Assignment: An exact transcription of the data below is needed.
___ Source material ___
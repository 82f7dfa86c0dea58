//! Shared, file-resident state for corral consumers.
//!
//! Every stateful component (connection registry, name pool, and anything
//! built the same way) follows one pattern:
//!
//! - **Guard order**: the cross-process file lock is always taken outside the
//!   in-process `RwLock`, never the other way round.
//! - **Reads** are served from an in-memory snapshot under the local read
//!   lock. No file lock is taken.
//! - **Writes** take the file write lock, reload the file from disk
//!   (discarding the possibly stale snapshot), apply the change under the
//!   local write lock, persist with the atomic writer, then release.
//! - **Startup** loads the snapshot once under a shared file lock so it cannot
//!   race a writer's rename.
//!
//! The snapshot is only guaranteed fresh right after a write transaction.

pub mod connections;
pub mod names;
mod registry;


pub use connections::{Connection, ConnectionKind, ConnectionRegistry};
pub use names::{NamePool, PoolState};
pub use registry::{Record, Registry};

use crate::error::{CorralError, Result};
use crate::fs::{WriteOptions, atomic_write_json};
use crate::locks::{LockOptions, with_read_lock_opts, with_write_lock_opts};
use serde::Serialize;
use serde::de::DeserializeOwned;
use std::io;
use std::path::{Path, PathBuf};
use std::sync::{RwLock, RwLockReadGuard, RwLockWriteGuard};

/// A JSON document on disk mirrored by a process-local snapshot.
#[derive(Debug)]
pub struct SharedState<S> {
    path: PathBuf,
    lock_options: LockOptions,
    write_options: WriteOptions,
    snapshot: RwLock<S>,
}

impl<S> SharedState<S>
where
    S: Default + Clone + Serialize + DeserializeOwned,
{
    /// Open the state file at `path` and load the initial snapshot.
    pub fn open<P: AsRef<Path>>(
        path: P,
        lock_options: LockOptions,
        write_options: WriteOptions,
    ) -> Result<Self> {
        let state = Self {
            path: path.as_ref().to_path_buf(),
            lock_options,
            write_options,
            snapshot: RwLock::new(S::default()),
        };
        state.reload()?;
        Ok(state)
    }

    pub fn path(&self) -> &Path {
        &self.path
    }

    /// Refresh the snapshot from disk under a shared file lock.
    pub fn reload(&self) -> Result<()> {
        with_read_lock_opts(&self.path, &self.lock_options, || {
            let fresh = read_state::<S>(&self.path)?;
            *self.write_snapshot() = fresh;
            Ok(())
        })
    }

    /// Read from the snapshot. Fast path: no file lock, possibly stale.
    pub fn read<T>(&self, f: impl FnOnce(&S) -> T) -> T {
        f(&self.read_snapshot())
    }

    /// Clone of the current snapshot.
    pub fn snapshot(&self) -> S {
        self.read_snapshot().clone()
    }

    /// Run a reload-modify-save transaction.
    ///
    /// `f` sees the state freshly read from disk under the exclusive file
    /// lock. When it returns `Ok` the result is persisted atomically and
    /// becomes the new snapshot; when it returns `Err` nothing is written and
    /// the snapshot is refreshed to the reloaded state.
    pub fn transact<T>(&self, f: impl FnOnce(&mut S) -> Result<T>) -> Result<T> {
        with_write_lock_opts(&self.path, &self.lock_options, || {
            let mut snapshot = self.write_snapshot();
            let mut working = read_state::<S>(&self.path)?;

            let outcome = match f(&mut working) {
                Ok(value) => value,
                Err(e) => {
                    *snapshot = read_state::<S>(&self.path)?;
                    return Err(e);
                }
            };

            atomic_write_json(&self.path, &working, self.write_options)?;
            *snapshot = working;
            Ok(outcome)
        })
    }

    fn read_snapshot(&self) -> RwLockReadGuard<'_, S> {
        self.snapshot.read().unwrap_or_else(|poison| poison.into_inner())
    }

    fn write_snapshot(&self) -> RwLockWriteGuard<'_, S> {
        self.snapshot
            .write()
            .unwrap_or_else(|poison| poison.into_inner())
    }
}

/// Read a state document; a missing or empty file is the default state.
fn read_state<S: Default + DeserializeOwned>(path: &Path) -> Result<S> {
    let bytes = match std::fs::read(path) {
        Ok(bytes) => bytes,
        Err(e) if e.kind() == io::ErrorKind::NotFound => return Ok(S::default()),
        Err(e) => return Err(CorralError::io_at("read state file", path, e)),
    };
    if bytes.iter().all(u8::is_ascii_whitespace) {
        return Ok(S::default());
    }

    serde_json::from_slice(&bytes).map_err(|e| CorralError::Corrupt {
        path: path.to_path_buf(),
        reason: e.to_string(),
    })
}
___
Exercise answer:
repository 82f7dfa86c0dea58
//! Shared, file-resident state for corral consumers.
//!
//! Every stateful component (connection registry, name pool, and anything
//! built the same way) follows one pattern:
//!
//! - **Guard order**: the cross-process file lock is always taken outside the
//!   in-process `RwLock`, never the other way round.
//! - **Reads** are served from an in-memory snapshot under the local read
//!   lock. No file lock is taken.
//! - **Writes** take the file write lock, reload the file from disk
//!   (discarding the possibly stale snapshot), apply the change under the
//!   local write lock, persist with the atomic writer, then release.
//! - **Startup** loads the snapshot once under a shared file lock so it cannot
//!   race a writer's rename.
//!
//! The snapshot is only guaranteed fresh right after a write transaction.

pub mod connections;
pub mod names;
mod registry;


pub use connections::{Connection, ConnectionKind, ConnectionRegistry};
pub use names::{NamePool, PoolState};
pub use registry::{Record, Registry};

use crate::error::{CorralError, Result};
use crate::fs::{WriteOptions, atomic_write_json};
use crate::locks::{LockOptions, with_read_lock_opts, with_write_lock_opts};
use serde::Serialize;
use serde::de::DeserializeOwned;
use std::io;
use std::path::{Path, PathBuf};
use std::sync::{RwLock, RwLockReadGuard, RwLockWriteGuard};

/// A JSON document on disk mirrored by a process-local snapshot.
#[derive(Debug)]
pub struct SharedState<S> {
    path: PathBuf,
    lock_options: LockOptions,
    write_options: WriteOptions,
    snapshot: RwLock<S>,
}

impl<S> SharedState<S>
where
    S: Default + Clone + Serialize + DeserializeOwned,
{
    /// Open the state file at `path` and load the initial snapshot.
    pub fn open<P: AsRef<Path>>(
        path: P,
        lock_options: LockOptions,
        write_options: WriteOptions,
    ) -> Result<Self> {
        let state = Self {
            path: path.as_ref().to_path_buf(),
            lock_options,
            write_options,
            snapshot: RwLock::new(S::default()),
        };
        state.reload()?;
        Ok(state)
    }

    pub fn path(&self) -> &Path {
        &self.path
    }

    /// Refresh the snapshot from disk under a shared file lock.
    pub fn reload(&self) -> Result<()> {
        with_read_lock_opts(&self.path, &self.lock_options, || {
            let fresh = read_state::<S>(&self.path)?;
            *self.write_snapshot() = fresh;
            Ok(())
        })
    }

    /// Read from the snapshot. Fast path: no file lock, possibly stale.
    pub fn read<T>(&self, f: impl FnOnce(&S) -> T) -> T {
        f(&self.read_snapshot())
    }

    /// Clone of the current snapshot.
    pub fn snapshot(&self) -> S {
        self.read_snapshot().clone()
    }

    /// Run a reload-modify-save transaction.
    ///
    /// `f` sees the state freshly read from disk under the exclusive file
    /// lock. When it returns `Ok` the result is persisted atomically and
    /// becomes the new snapshot; when it returns `Err` nothing is written and
    /// the snapshot is refreshed to the reloaded state.
    pub fn transact<T>(&self, f: impl FnOnce(&mut S) -> Result<T>) -> Result<T> {
        with_write_lock_opts(&self.path, &self.lock_options, || {
            let mut snapshot = self.write_snapshot();
            let mut working = read_state::<S>(&self.path)?;

            let outcome = match f(&mut working) {
                Ok(value) => value,
                Err(e) => {
                    *snapshot = read_state::<S>(&self.path)?;
                    return Err(e);
                }
            };

            atomic_write_json(&self.path, &working, self.write_options)?;
            *snapshot = working;
            Ok(outcome)
        })
    }

    fn read_snapshot(&self) -> RwLockReadGuard<'_, S> {
        self.snapshot.read().unwrap_or_else(|poison| poison.into_inner())
    }

    fn write_snapshot(&self) -> RwLockWriteGuard<'_, S> {
        self.snapshot
            .write()
            .unwrap_or_else(|poison| poison.into_inner())
    }
}

/// Read a state document; a missing or empty file is the default state.
fn read_state<S: Default + DeserializeOwned>(path: &Path) -> Result<S> {
    let bytes = match std::fs::read(path) {
        Ok(bytes) => bytes,
        Err(e) if e.kind() == io::ErrorKind::NotFound => return Ok(S::default()),
        Err(e) => return Err(CorralError::io_at("read state file", path, e)),
    };
    if bytes.iter().all(u8::is_ascii_whitespace) {
        return Ok(S::default());
    }

    serde_json::from_slice(&bytes).map_err(|e| CorralError::Corrupt {
        path: path.to_path_buf(),
        reason: e.to_string(),
    })
}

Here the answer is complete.